▶ The problem
Among the entries below, extract exactly the lines that run from the one with "96 pixels wide." through the one with "let devices = scan(Duration::from_secs(3)).await?;", both ends included.
Segment Start: Stored data
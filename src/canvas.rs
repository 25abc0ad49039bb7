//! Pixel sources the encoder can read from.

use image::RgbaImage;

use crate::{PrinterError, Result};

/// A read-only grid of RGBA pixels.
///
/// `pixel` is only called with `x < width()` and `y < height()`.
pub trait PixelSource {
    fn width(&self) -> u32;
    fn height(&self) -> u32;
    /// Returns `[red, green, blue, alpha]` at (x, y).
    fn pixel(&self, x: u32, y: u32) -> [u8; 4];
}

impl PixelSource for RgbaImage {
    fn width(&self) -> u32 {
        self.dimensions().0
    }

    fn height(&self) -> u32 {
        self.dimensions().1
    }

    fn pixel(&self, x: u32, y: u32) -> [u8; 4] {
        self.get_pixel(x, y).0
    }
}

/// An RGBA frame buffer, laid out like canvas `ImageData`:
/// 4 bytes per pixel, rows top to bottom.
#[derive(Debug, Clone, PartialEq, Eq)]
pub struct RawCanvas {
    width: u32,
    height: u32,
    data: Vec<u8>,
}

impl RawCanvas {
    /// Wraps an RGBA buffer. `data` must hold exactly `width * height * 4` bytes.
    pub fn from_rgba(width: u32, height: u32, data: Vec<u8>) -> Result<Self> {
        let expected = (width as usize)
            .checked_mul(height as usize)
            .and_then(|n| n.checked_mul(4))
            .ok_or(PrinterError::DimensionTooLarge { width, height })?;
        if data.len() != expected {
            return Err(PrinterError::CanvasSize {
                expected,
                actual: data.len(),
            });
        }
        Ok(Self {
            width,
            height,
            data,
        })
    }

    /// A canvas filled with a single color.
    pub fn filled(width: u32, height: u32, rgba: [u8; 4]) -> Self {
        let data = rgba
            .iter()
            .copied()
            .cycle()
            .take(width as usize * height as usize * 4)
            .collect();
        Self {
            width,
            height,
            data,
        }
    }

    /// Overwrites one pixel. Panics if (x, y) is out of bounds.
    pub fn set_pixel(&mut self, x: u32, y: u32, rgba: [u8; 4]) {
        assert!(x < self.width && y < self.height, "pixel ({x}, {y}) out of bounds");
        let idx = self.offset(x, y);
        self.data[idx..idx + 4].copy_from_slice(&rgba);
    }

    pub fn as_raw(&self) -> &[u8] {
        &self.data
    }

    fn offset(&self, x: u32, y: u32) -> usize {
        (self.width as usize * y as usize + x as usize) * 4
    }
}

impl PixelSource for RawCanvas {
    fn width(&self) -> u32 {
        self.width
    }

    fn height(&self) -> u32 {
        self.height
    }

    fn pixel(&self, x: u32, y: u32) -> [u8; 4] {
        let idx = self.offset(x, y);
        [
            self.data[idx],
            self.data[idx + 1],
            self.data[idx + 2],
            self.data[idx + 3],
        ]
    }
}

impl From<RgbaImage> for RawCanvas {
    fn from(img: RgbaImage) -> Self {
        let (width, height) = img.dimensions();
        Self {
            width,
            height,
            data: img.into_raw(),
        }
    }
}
Segment End: Stored data
Segment Start: Stored data
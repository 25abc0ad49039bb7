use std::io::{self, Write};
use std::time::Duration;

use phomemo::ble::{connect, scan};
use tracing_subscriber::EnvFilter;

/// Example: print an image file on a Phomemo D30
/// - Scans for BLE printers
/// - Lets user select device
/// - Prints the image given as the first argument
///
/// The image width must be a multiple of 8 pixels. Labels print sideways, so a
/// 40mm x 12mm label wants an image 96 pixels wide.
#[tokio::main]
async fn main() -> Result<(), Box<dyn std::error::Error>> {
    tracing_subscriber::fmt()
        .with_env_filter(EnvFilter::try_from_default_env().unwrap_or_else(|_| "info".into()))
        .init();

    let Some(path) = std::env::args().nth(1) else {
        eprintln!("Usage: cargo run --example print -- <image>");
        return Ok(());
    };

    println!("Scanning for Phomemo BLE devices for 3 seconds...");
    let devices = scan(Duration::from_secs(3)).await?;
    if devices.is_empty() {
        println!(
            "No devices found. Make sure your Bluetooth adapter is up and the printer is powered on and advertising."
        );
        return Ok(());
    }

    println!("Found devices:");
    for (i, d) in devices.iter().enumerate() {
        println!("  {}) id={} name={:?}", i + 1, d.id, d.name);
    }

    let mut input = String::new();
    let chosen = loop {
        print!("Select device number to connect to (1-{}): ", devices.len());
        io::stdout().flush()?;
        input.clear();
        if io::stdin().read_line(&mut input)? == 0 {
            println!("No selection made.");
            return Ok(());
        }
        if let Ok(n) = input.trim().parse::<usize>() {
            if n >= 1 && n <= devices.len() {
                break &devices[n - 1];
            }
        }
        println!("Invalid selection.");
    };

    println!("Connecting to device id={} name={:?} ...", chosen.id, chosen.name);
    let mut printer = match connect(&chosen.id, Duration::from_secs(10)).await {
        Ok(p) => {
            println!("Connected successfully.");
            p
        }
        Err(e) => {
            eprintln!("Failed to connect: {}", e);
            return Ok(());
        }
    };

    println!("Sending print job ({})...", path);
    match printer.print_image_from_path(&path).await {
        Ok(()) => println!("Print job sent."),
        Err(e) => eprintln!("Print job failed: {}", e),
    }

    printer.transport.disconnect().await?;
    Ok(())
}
Segment End: Stored data
Segment Start: Stored data
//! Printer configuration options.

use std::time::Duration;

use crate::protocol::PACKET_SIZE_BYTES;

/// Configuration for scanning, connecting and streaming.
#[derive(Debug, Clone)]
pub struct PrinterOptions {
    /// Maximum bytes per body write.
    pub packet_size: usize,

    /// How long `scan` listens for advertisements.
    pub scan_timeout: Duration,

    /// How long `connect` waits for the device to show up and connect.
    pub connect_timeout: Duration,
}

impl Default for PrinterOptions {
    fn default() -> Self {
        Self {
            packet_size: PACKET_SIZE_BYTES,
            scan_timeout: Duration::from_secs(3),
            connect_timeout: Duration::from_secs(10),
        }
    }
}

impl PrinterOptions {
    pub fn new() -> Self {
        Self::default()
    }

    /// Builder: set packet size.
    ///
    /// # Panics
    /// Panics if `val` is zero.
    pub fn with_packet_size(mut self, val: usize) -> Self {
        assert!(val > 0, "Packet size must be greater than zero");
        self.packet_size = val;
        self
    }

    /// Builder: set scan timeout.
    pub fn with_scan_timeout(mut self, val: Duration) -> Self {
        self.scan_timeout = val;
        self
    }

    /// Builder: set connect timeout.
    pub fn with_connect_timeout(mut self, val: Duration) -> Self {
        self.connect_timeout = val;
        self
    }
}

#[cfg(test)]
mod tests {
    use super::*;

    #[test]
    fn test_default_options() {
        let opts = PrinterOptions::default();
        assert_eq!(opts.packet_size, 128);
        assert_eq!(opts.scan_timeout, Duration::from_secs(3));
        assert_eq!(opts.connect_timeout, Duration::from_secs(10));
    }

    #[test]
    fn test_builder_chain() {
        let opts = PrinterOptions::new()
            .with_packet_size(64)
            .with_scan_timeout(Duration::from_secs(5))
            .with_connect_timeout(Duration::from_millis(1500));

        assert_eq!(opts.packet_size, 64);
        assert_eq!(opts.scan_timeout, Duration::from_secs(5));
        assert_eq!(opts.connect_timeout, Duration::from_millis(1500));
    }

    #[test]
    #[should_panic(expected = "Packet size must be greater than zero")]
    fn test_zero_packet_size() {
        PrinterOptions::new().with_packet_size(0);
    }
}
Segment End: Stored data
▶ Your solution
/// 40mm x 12mm label wants an image 96 pixels wide.
#[tokio::main]
async fn main() -> Result<(), Box<dyn std::error::Error>> {
    tracing_subscriber::fmt()
        .with_env_filter(EnvFilter::try_from_default_env().unwrap_or_else(|_| "info".into()))
        .init();

    let Some(path) = std::env::args().nth(1) else {
        eprintln!("Usage: cargo run --example print -- <image>");
        return Ok(());
    };

    println!("Scanning for Phomemo BLE devices for 3 seconds...");
    let devices = scan(Duration::from_secs(3)).await?;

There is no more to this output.